The task: Copy out, from the data below, each line in which the word "derive" occurs.

Listed records:
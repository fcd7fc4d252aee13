use std::sync::Arc;

use anyhow::Context;
use tokio::signal;
use tracing::{error, info, warn};

use inventory_api as api;

#[tokio::main]
async fn main() -> anyhow::Result<()> {
    let cfg = api::config::load_config()?;
    api::config::init_tracing(cfg.log_level(), cfg.log_json);

    // Init DB
    let db_pool = api::db::establish_connection_from_app_config(&cfg).await?;
    if cfg.auto_migrate {
        api::db::run_migrations(&db_pool).await.map_err(|e| {
            error!("Failed running migrations: {}", e);
            e
        })?;
    } else {
        warn!("auto_migrate disabled; expecting the schema to be managed externally");
    }

    let store = Arc::new(api::repositories::ProductRepository::new(Arc::new(db_pool)));
    let state = api::AppState::new(cfg.clone(), store);
    let app = api::app_router(state)?;

    // Bind and serve
    let addr = format!("{}:{}", cfg.host, cfg.port);
    let listener = tokio::net::TcpListener::bind(&addr)
        .await
        .with_context(|| format!("failed to bind {}", addr))?;
    info!(
        "inventory-api listening on {} (environment: {})",
        listener.local_addr()?,
        cfg.environment
    );

    axum::serve(listener, app.into_make_service())
        .with_graceful_shutdown(shutdown_signal())
        .await?;

    info!("Server stopped");
    Ok(())
}

async fn shutdown_signal() {
    let ctrl_c = async {
        if let Err(e) = signal::ctrl_c().await {
            error!("failed to install Ctrl+C handler: {}", e);
            std::future::pending::<()>().await;
        }
    };

    #[cfg(unix)]
    let terminate = async {
        use tokio::signal::unix::{signal, SignalKind};

        match signal(SignalKind::terminate()) {
            Ok(mut sigterm) => {
                sigterm.recv().await;
            }
            Err(e) => {
                error!("failed to install SIGTERM handler: {}", e);
                std::future::pending::<()>().await;
            }
        }
    };

    #[cfg(not(unix))]
    let terminate = std::future::pending::<()>();

    tokio::select! {
        _ = ctrl_c => {},
        _ = terminate => {},
    }

    info!("Shutdown signal received, draining connections");
}
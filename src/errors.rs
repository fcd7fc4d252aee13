use axum::{
    http::StatusCode,
    response::{IntoResponse, Response},
    Json,
};
use sea_orm::error::DbErr;
use serde::{Deserialize, Serialize};
use serde_json::json;
use utoipa::ToSchema;

fn current_request_id() -> Option<String> {
    crate::tracing::current_request_id().map(|rid| rid.as_str().to_string())
}

/// Error body returned by every failing endpoint
#[derive(Debug, Serialize, Deserialize, ToSchema)]
#[schema(example = json!({ "error": "Product not found" }))]
pub struct ErrorResponse {
    /// Human-readable error description
    #[schema(example = "Product not found")]
    pub error: String,
}

#[derive(Debug, thiserror::Error)]
pub enum ServiceError {
    #[error("Database error: {0}")]
    DatabaseError(#[from] DbErr),

    #[error("{0}")]
    NotFound(String),

    /// A field constraint was violated
    #[error("{0}")]
    ValidationError(String),

    /// A required key was missing from the request body
    #[error("{0}")]
    MissingField(String),

    /// The request could not be decoded (malformed JSON, bad path parameter)
    #[error("{0}")]
    BadRequest(String),

    #[error("Internal error: {0}")]
    InternalError(String),

    #[error("Other error: {0}")]
    Other(#[from] anyhow::Error),
}

impl ServiceError {
    /// Shorthand for the "Product not found" failure shared by lookups.
    pub fn product_not_found() -> Self {
        ServiceError::NotFound("Product not found".to_string())
    }

    /// Returns the HTTP status code for this error.
    /// This is the single source of truth for error-to-status mapping.
    pub fn status_code(&self) -> StatusCode {
        match self {
            Self::NotFound(_) => StatusCode::NOT_FOUND,
            Self::ValidationError(_) | Self::MissingField(_) | Self::BadRequest(_) => {
                StatusCode::BAD_REQUEST
            }
            Self::DatabaseError(_) | Self::InternalError(_) | Self::Other(_) => {
                StatusCode::INTERNAL_SERVER_ERROR
            }
        }
    }

    /// Returns the error message suitable for HTTP responses.
    /// Internal errors return generic messages to avoid leaking implementation details.
    pub fn response_message(&self) -> String {
        match self {
            Self::DatabaseError(_) => "Database error".to_string(),
            Self::InternalError(_) | Self::Other(_) => "Internal server error".to_string(),
            _ => self.to_string(),
        }
    }
}

impl IntoResponse for ServiceError {
    fn into_response(self) -> Response {
        let status = self.status_code();
        let error_message = self.response_message();

        if status.is_server_error() {
            tracing::error!(
                request_id = ?current_request_id(),
                status = status.as_u16(),
                error = %self,
                "Request failed"
            );
        } else {
            tracing::debug!(
                request_id = ?current_request_id(),
                status = status.as_u16(),
                error = %error_message,
                "Request rejected"
            );
        }

        (status, Json(ErrorResponse { error: error_message })).into_response()
    }
}
use crate::error::ExprError;
use crate::types::{arg, JsValue, MethodDefinition};
use crate::util;
use std::sync::Arc;

fn receiver(this: &JsValue) -> Result<f64, ExprError> {
    match util::js_type(this) {
        "number" => Ok(util::to_number(this)),
        other => Err(ExprError::InvalidArgument(format!(
            "expected a number receiver, got {}",
            other
        ))),
    }
}

fn to_fixed(this: &JsValue, args: &[JsValue]) -> Result<JsValue, ExprError> {
    let n = receiver(this)?;
    let digits = util::to_integer(arg(args, 0));
    if !(0.0..=100.0).contains(&digits) {
        return Err(ExprError::InvalidArgument(
            "toFixed() digits argument must be between 0 and 100".to_string(),
        ));
    }
    if !n.is_finite() || n.abs() >= 1e21 {
        return Ok(JsValue::from(util::format_number(n)));
    }
    Ok(JsValue::from(format!("{:.*}", digits as usize, n)))
}

fn to_radix_string(n: f64, radix: u32) -> String {
    let negative = n < 0.0;
    let mut int = n.abs().trunc();
    let mut frac = n.abs().fract();
    let mut digits = Vec::new();
    if int == 0.0 {
        digits.push('0');
    }
    while int >= 1.0 {
        let d = (int % radix as f64) as u32;
        digits.push(std::char::from_digit(d, radix).unwrap_or('0'));
        int = (int / radix as f64).trunc();
    }
    digits.reverse();
    let mut out: String = digits.into_iter().collect();
    if frac > 0.0 {
        out.push('.');
        for _ in 0..20 {
            if frac == 0.0 {
                break;
            }
            frac *= radix as f64;
            let d = frac.trunc() as u32;
            out.push(std::char::from_digit(d, radix).unwrap_or('0'));
            frac -= d as f64;
        }
    }
    if negative {
        out.insert(0, '-');
    }
    out
}

/// `toString(radix?)`, radix 2 through 36.
fn to_string(this: &JsValue, args: &[JsValue]) -> Result<JsValue, ExprError> {
    let n = receiver(this)?;
    let radix = match arg(args, 0) {
        JsValue::Undefined => 10.0,
        r => util::to_integer(r),
    };
    if !(2.0..=36.0).contains(&radix) {
        return Err(ExprError::InvalidArgument(
            "toString() radix must be between 2 and 36".to_string(),
        ));
    }
    if radix == 10.0 || !n.is_finite() {
        return Ok(JsValue::from(util::format_number(n)));
    }
    Ok(JsValue::from(to_radix_string(n, radix as u32)))
}

fn value_of(this: &JsValue, _args: &[JsValue]) -> Result<JsValue, ExprError> {
    Ok(JsValue::from(receiver(this)?))
}

pub fn methods() -> Vec<Arc<MethodDefinition>> {
    vec![
        Arc::new(MethodDefinition { name: "toFixed", aliases: &[], eval_fn: to_fixed }),
        Arc::new(MethodDefinition { name: "toString", aliases: &[], eval_fn: to_string }),
        Arc::new(MethodDefinition { name: "valueOf", aliases: &[], eval_fn: value_of }),
    ]
}

#[cfg(test)]
mod tests {
    use super::*;

    #[test]
    fn fixed_and_radix() {
        assert_eq!(to_fixed(&JsValue::from(2.345), &[JsValue::from(1i64)]).unwrap(), JsValue::from("2.3"));
        assert_eq!(to_fixed(&JsValue::from(7i64), &[]).unwrap(), JsValue::from("7"));
        assert_eq!(to_string(&JsValue::from(255i64), &[JsValue::from(16i64)]).unwrap(), JsValue::from("ff"));
        assert_eq!(to_string(&JsValue::from(-5i64), &[JsValue::from(2i64)]).unwrap(), JsValue::from("-101"));
        assert_eq!(to_string(&JsValue::from(1.5), &[]).unwrap(), JsValue::from("1.5"));
        assert!(to_string(&JsValue::from(1i64), &[JsValue::from(1i64)]).is_err());
        assert!(to_fixed(&JsValue::from("x"), &[]).is_err());
    }
}
use crate::methods::MethodTables;
use crate::vars::Vars;
use std::sync::Arc;

/// The execution context passed through the tree walk.
pub struct EvalCtx<'a> {
    /// Scope for free identifiers.
    pub vars: &'a Vars<'a>,
    /// Member methods callable on string, array and number receivers.
    pub methods: Arc<MethodTables>,
}

impl<'a> EvalCtx<'a> {
    pub fn new(vars: &'a Vars<'a>, methods: Arc<MethodTables>) -> Self {
        EvalCtx { vars, methods }
    }
}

Answer box:
#[derive(Debug, Serialize, Deserialize, ToSchema)]
#[derive(Debug, thiserror::Error)]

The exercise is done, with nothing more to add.